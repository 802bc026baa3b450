//! Configuration Loader
//!
//! Layers defaults, an optional TOML file and environment variables with the
//! `config` crate. The variable set is captured once, so tests can load from
//! an explicit map without touching the process environment.

use std::collections::HashMap;
use std::path::Path;

use config::builder::DefaultState;
use config::{Config, ConfigBuilder, Environment, File};
use serde::Deserialize;
use tracing::debug;

use super::{BrokerConfig, ConfigResult, WorkerConfig};
use crate::constants::{self, env};

/// Worker settings as they appear in the layered sources
#[derive(Debug, Deserialize)]
struct WorkerSettings {
    queue_name: String,
    reconnect_delay_ms: u64,
    publish_retry_attempts: u32,
    publish_retry_delay_ms: u64,
    connection_name: String,
}

/// Loads [`WorkerConfig`] from a captured set of environment variables
#[derive(Debug, Clone, Default)]
pub struct ConfigLoader {
    vars: HashMap<String, String>,
}

impl ConfigLoader {
    /// Capture the current process environment
    pub fn from_process_env() -> Self {
        Self {
            vars: std::env::vars().collect(),
        }
    }

    /// Use an explicit variable set instead of the process environment
    pub fn from_vars<I, K, V>(vars: I) -> Self
    where
        I: IntoIterator<Item = (K, V)>,
        K: Into<String>,
        V: Into<String>,
    {
        Self {
            vars: vars.into_iter().map(|(k, v)| (k.into(), v.into())).collect(),
        }
    }

    /// Build, deserialize and validate the configuration.
    ///
    /// Broker and worker settings are built separately, each from the file
    /// and its own variable prefix, so `WORKER_PORT` can never move the
    /// broker and `RABBITMQ_QUEUE_NAME` can never rename the queue.
    pub fn load(&self) -> ConfigResult<WorkerConfig> {
        let broker: BrokerConfig = self
            .with_file(Config::builder())
            .add_source(self.environment(env::BROKER_PREFIX))
            .build()?
            .try_deserialize()?;

        let worker: WorkerSettings = self
            .with_file(
                Config::builder()
                    .set_default("queue_name", constants::DEFAULT_QUEUE_NAME)?
                    .set_default(
                        "reconnect_delay_ms",
                        constants::DEFAULT_RECONNECT_DELAY_MS as i64,
                    )?
                    .set_default(
                        "publish_retry_attempts",
                        i64::from(constants::DEFAULT_PUBLISH_RETRY_ATTEMPTS),
                    )?
                    .set_default(
                        "publish_retry_delay_ms",
                        constants::DEFAULT_PUBLISH_RETRY_DELAY_MS as i64,
                    )?
                    .set_default("connection_name", constants::DEFAULT_CONNECTION_NAME)?,
            )
            .add_source(self.environment(env::WORKER_PREFIX))
            .build()?
            .try_deserialize()?;

        let config = WorkerConfig {
            broker,
            queue_name: worker.queue_name,
            reconnect_delay_ms: worker.reconnect_delay_ms,
            publish_retry_attempts: worker.publish_retry_attempts,
            publish_retry_delay_ms: worker.publish_retry_delay_ms,
            connection_name: worker.connection_name,
        };
        config.validate()?;

        debug!(
            endpoint = %config.broker.endpoint(),
            queue = %config.queue_name,
            reconnect_delay_ms = config.reconnect_delay_ms,
            "Worker configuration loaded"
        );
        Ok(config)
    }

    fn with_file(&self, builder: ConfigBuilder<DefaultState>) -> ConfigBuilder<DefaultState> {
        match self.vars.get(env::CONFIG_PATH) {
            Some(path) => {
                debug!(path = %path, "Loading worker configuration file");
                builder.add_source(File::from(Path::new(path)).required(true))
            }
            None => builder,
        }
    }

    fn environment(&self, prefix: &str) -> Environment {
        Environment::with_prefix(prefix).source(Some(self.vars.clone()))
    }
}

#[cfg(test)]
mod tests {
    use super::*;
    use crate::config::ConfigurationError;
    use std::io::Write;

    #[test]
    fn test_load_minimal_environment() {
        let config =
            ConfigLoader::from_vars([("RABBITMQ_HOST", "rabbitmq"), ("RABBITMQ_PORT", "5672")])
                .load()
                .unwrap();

        assert_eq!(config.broker.host, "rabbitmq");
        assert_eq!(config.broker.port, 5672);
        assert_eq!(config.broker.username, "guest");
        assert_eq!(config.queue_name, "python_task");
        assert_eq!(config.reconnect_delay_ms, 3_000);
    }

    #[test]
    fn test_worker_overrides() {
        let config = ConfigLoader::from_vars([
            ("RABBITMQ_HOST", "rabbitmq"),
            ("RABBITMQ_PORT", "5673"),
            ("RABBITMQ_USERNAME", "svc"),
            ("WORKER_QUEUE_NAME", "rust_task"),
            ("WORKER_RECONNECT_DELAY_MS", "500"),
            ("WORKER_PUBLISH_RETRY_ATTEMPTS", "2"),
        ])
        .load()
        .unwrap();

        assert_eq!(config.broker.port, 5673);
        assert_eq!(config.broker.username, "svc");
        assert_eq!(config.queue_name, "rust_task");
        assert_eq!(config.reconnect_delay_ms, 500);
        assert_eq!(config.publish_retry_attempts, 2);
    }

    #[test]
    fn test_worker_variables_never_reach_broker_settings() {
        let config = ConfigLoader::from_vars([
            ("RABBITMQ_HOST", "rabbitmq"),
            ("RABBITMQ_PORT", "5672"),
            ("RABBITMQ_QUEUE_NAME", "not_the_queue"),
            ("WORKER_HOST", "elsewhere"),
            ("WORKER_PORT", "tcp://10.0.0.7:80"),
            ("WORKER_USERNAME", "intruder"),
            ("WORKER_PASSWORD", "leaked"),
        ])
        .load()
        .unwrap();

        assert_eq!(config.broker.endpoint(), "rabbitmq:5672");
        assert_eq!(config.broker.username, "guest");
        assert_eq!(config.broker.password, "guest");
        assert_eq!(config.queue_name, "python_task");
    }

    #[test]
    fn test_missing_host_is_an_error() {
        let result = ConfigLoader::from_vars([("RABBITMQ_PORT", "5672")]).load();
        assert!(matches!(result, Err(ConfigurationError::Load(_))));
    }

    #[test]
    fn test_missing_port_is_an_error() {
        let result = ConfigLoader::from_vars([("RABBITMQ_HOST", "rabbitmq")]).load();
        assert!(result.is_err());
    }

    #[test]
    fn test_malformed_port_is_an_error() {
        for port in ["not-a-port", "70000", "-1"] {
            let result =
                ConfigLoader::from_vars([("RABBITMQ_HOST", "rabbitmq"), ("RABBITMQ_PORT", port)])
                    .load();
            assert!(result.is_err(), "port {port:?} should be rejected");
        }

        let result =
            ConfigLoader::from_vars([("RABBITMQ_HOST", "rabbitmq"), ("RABBITMQ_PORT", "0")]).load();
        assert!(matches!(result, Err(ConfigurationError::Invalid { .. })));
    }

    #[test]
    fn test_file_source_with_environment_override() {
        let mut file = tempfile::Builder::new().suffix(".toml").tempfile().unwrap();
        writeln!(file, "host = \"from-file\"\nport = 5672").unwrap();
        writeln!(file, "queue_name = \"file_task\"\nreconnect_delay_ms = 1000").unwrap();
        let path = file.path().to_string_lossy().to_string();

        let config = ConfigLoader::from_vars([
            ("WORKER_CONFIG_PATH", path.as_str()),
            ("RABBITMQ_HOST", "from-env"),
        ])
        .load()
        .unwrap();

        assert_eq!(config.broker.host, "from-env");
        assert_eq!(config.broker.port, 5672);
        assert_eq!(config.queue_name, "file_task");
        assert_eq!(config.reconnect_delay_ms, 1_000);
    }

    #[test]
    fn test_missing_config_file_is_an_error() {
        let result = ConfigLoader::from_vars([
            ("WORKER_CONFIG_PATH", "/nonexistent/worker.toml"),
            ("RABBITMQ_HOST", "rabbitmq"),
            ("RABBITMQ_PORT", "5672"),
        ])
        .load();
        assert!(result.is_err());
    }
}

- [WHAT TO PRODUCE]: Wherever the string "HashMap" appears in the listing above, show the whole line.

- [ANSWER SPACE]:
use std::collections::HashMap;
    vars: HashMap<String, String>,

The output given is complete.